Initially developed as a cardioplegia solution for the use in open heart surgery, Bretschneider histidine tryptophan ketoglutarate (HTK) solution was found to be effective in liver and kidney preservation. Its contents include histidine (200 mM), mannitol (30 mM), tryptophan, and alpha-ketoglutaric acid. Histidine maintains the osmolarity and enhances the solution’s buffering capacity during ischemia-induced acidosis. Histidine, amino acid tryptophan, and alpha-ketoglutarate help to stabilize cell membranes, improve production of ATP during reperfusion, and inhibit the production of lactate through glycolysis. [34] Tryptophan, histidine, and mannitol act as oxygen free-radical scavengers.

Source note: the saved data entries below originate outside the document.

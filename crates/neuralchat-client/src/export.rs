//! Conversation export in Markdown, JSON and plain text, and JSON import.

use std::str::FromStr;

use chrono::{DateTime, Local, Utc};
use neuralchat_types::Role;
use serde::{Deserialize, Serialize};
use thiserror::Error;

use crate::model::{Conversation, Message};

const FILE_TITLE_CHARS: usize = 30;

#[derive(Debug, Error)]
pub enum ExportError {
    #[error("unknown export format '{0}'")]
    UnknownFormat(String),

    #[error("invalid conversation export: {0}")]
    Json(#[from] serde_json::Error),
}

#[derive(Debug, Clone, Copy, PartialEq, Eq)]
pub enum ExportFormat {
    Markdown,
    Json,
    Text,
}

impl ExportFormat {
    pub fn extension(self) -> &'static str {
        match self {
            ExportFormat::Markdown => "md",
            ExportFormat::Json => "json",
            ExportFormat::Text => "txt",
        }
    }

    pub fn mime_type(self) -> &'static str {
        match self {
            ExportFormat::Markdown => "text/markdown",
            ExportFormat::Json => "application/json",
            ExportFormat::Text => "text/plain",
        }
    }
}

impl FromStr for ExportFormat {
    type Err = ExportError;

    fn from_str(s: &str) -> Result<Self, Self::Err> {
        match s.trim().to_ascii_lowercase().as_str() {
            "markdown" | "md" => Ok(ExportFormat::Markdown),
            "json" => Ok(ExportFormat::Json),
            "text" | "txt" => Ok(ExportFormat::Text),
            other => Err(ExportError::UnknownFormat(other.to_string())),
        }
    }
}

/// The JSON export document.
#[derive(Debug, Serialize, Deserialize)]
#[serde(rename_all = "camelCase")]
struct ExportDocument {
    title: String,
    #[serde(default)]
    exported_at: Option<String>,
    #[serde(default)]
    system_prompt: String,
    #[serde(default)]
    messages: Vec<ExportMessage>,
}

#[derive(Debug, Serialize, Deserialize)]
struct ExportMessage {
    role: Role,
    #[serde(default)]
    content: String,
    #[serde(default)]
    service: Option<String>,
    #[serde(default)]
    model: Option<String>,
    #[serde(default)]
    timestamp: Option<i64>,
}

pub fn export(
    conversation: &Conversation,
    format: ExportFormat,
    exported_at: DateTime<Utc>,
) -> Result<String, ExportError> {
    match format {
        ExportFormat::Markdown => Ok(export_markdown(conversation, exported_at)),
        ExportFormat::Json => export_json(conversation, exported_at),
        ExportFormat::Text => Ok(export_text(conversation, exported_at)),
    }
}

fn local_stamp(at: DateTime<Utc>) -> String {
    at.with_timezone(&Local).format("%Y-%m-%d %H:%M").to_string()
}

fn provenance(message: &Message) -> Option<String> {
    let service = message.service.as_deref()?;
    Some(match message.model.as_deref() {
        Some(model) => format!("{service} · {model}"),
        None => service.to_string(),
    })
}

pub fn export_markdown(conversation: &Conversation, exported_at: DateTime<Utc>) -> String {
    let mut out = format!(
        "# {}\n\n_Exported: {}_\n\n---\n\n",
        conversation.title,
        local_stamp(exported_at)
    );
    if !conversation.system_prompt.is_empty() {
        out.push_str(&format!(
            "**System Prompt:** {}\n\n---\n\n",
            conversation.system_prompt
        ));
    }
    for message in &conversation.messages {
        let heading = match message.role {
            Role::User => "👤 You".to_string(),
            _ => match provenance(message) {
                Some(p) => format!("🤖 Assistant ({p})"),
                None => "🤖 Assistant".to_string(),
            },
        };
        out.push_str(&format!(
            "## {heading}\n\n{}\n\n---\n\n",
            message.typed_text()
        ));
    }
    out
}

pub fn export_json(
    conversation: &Conversation,
    exported_at: DateTime<Utc>,
) -> Result<String, ExportError> {
    let document = ExportDocument {
        title: conversation.title.clone(),
        exported_at: Some(exported_at.to_rfc3339()),
        system_prompt: conversation.system_prompt.clone(),
        messages: conversation
            .messages
            .iter()
            .map(|m| ExportMessage {
                role: m.role,
                content: m.typed_text().to_string(),
                service: m.service.clone(),
                model: m.model.clone(),
                timestamp: m.timestamp,
            })
            .collect(),
    };
    Ok(serde_json::to_string_pretty(&document)?)
}

pub fn export_text(conversation: &Conversation, exported_at: DateTime<Utc>) -> String {
    let mut out = format!(
        "{}\nExported: {}\n{}\n\n",
        conversation.title,
        local_stamp(exported_at),
        "=".repeat(50)
    );
    for message in &conversation.messages {
        let label = match (message.role, message.service.as_deref()) {
            (Role::User, _) => "YOU".to_string(),
            (_, Some(service)) => format!("ASSISTANT - {service}"),
            (_, None) => "ASSISTANT".to_string(),
        };
        out.push_str(&format!(
            "[{label}]\n{}\n\n{}\n\n",
            message.typed_text(),
            "-".repeat(40)
        ));
    }
    out
}

/// `neuralchat-<title>.<ext>` with the title cut to 30 characters and
/// whitespace runs replaced by dashes.
pub fn export_file_name(conversation: &Conversation, format: ExportFormat) -> String {
    let title: String = conversation.title.chars().take(FILE_TITLE_CHARS).collect();
    let slug = title.split_whitespace().collect::<Vec<_>>().join("-");
    format!("neuralchat-{slug}.{}", format.extension())
}

/// Rebuild a conversation from a JSON export.
pub fn import_json(json: &str, id: &str, created_at: i64) -> Result<Conversation, ExportError> {
    let document: ExportDocument = serde_json::from_str(json)?;

    let mut conversation = Conversation::new(id, created_at);
    conversation.title = document.title;
    conversation.system_prompt = document.system_prompt;
    conversation.messages = document
        .messages
        .into_iter()
        .filter(|m| m.role != Role::System)
        .map(|m| {
            let timestamp = m.timestamp.unwrap_or(created_at);
            let mut message = match m.role {
                Role::User => Message::user(m.content, Vec::new(), timestamp),
                _ => Message::assistant(m.content, timestamp),
            };
            message.service = m.service;
            message.model = m.model;
            message
        })
        .collect();
    conversation.used_service = conversation
        .messages
        .iter()
        .rev()
        .find_map(|m| m.service.clone());
    Ok(conversation)
}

The advantages of this solution are its reduced viscosity; low potassium, sodium, magnesium concentrations; and lower unit cost compared with UW and Celsior solutions. As this solution diffuses easily, cools quickly, and poses limited risk of hyperkalemia in patients, it is often used in abdominal and thoracic organ preservation. Use of the solution improved kidney function after transplantation compared with EC solution. It has become increasingly popular in recent years, but some concern exists regarding an increased risk for pancreatitis when used for preservation of pancreas grafts. However, this concern has not been confirmed by a randomized study. Outcomes of transplants using HTK have been comparable to those using UW in many organ systems. [35, 36, 37]

Celsior solution

Celsior (CS) is a recently developed extracellular-type, low-viscosity (due to the absence of HES) preservation solution that couples the impermeant, inert osmotic carrier from UW solution (by using lactobionate and mannitol) and the strong buffer from Bretschneider HTK solution (by using histidine). The reduced glutathione in Celsior solution is one of the best antioxidants available. The solution was specifically designed for heart transplantation, but is being currently used in clinical lung, liver, kidney, and small bowel preservation, and is under investigation for pancreas transplantation. [38, 39] In liver transplantation, primary dysfunction graft dysfunction was lower with Celsior solution than with UW solutions (7.4% vs 9.8%, respectively). However, this difference was not borne out in a meta-analysis (relative risk [RR]=0.68; 95% confidence interval [CI]=0.22-1.97). [40]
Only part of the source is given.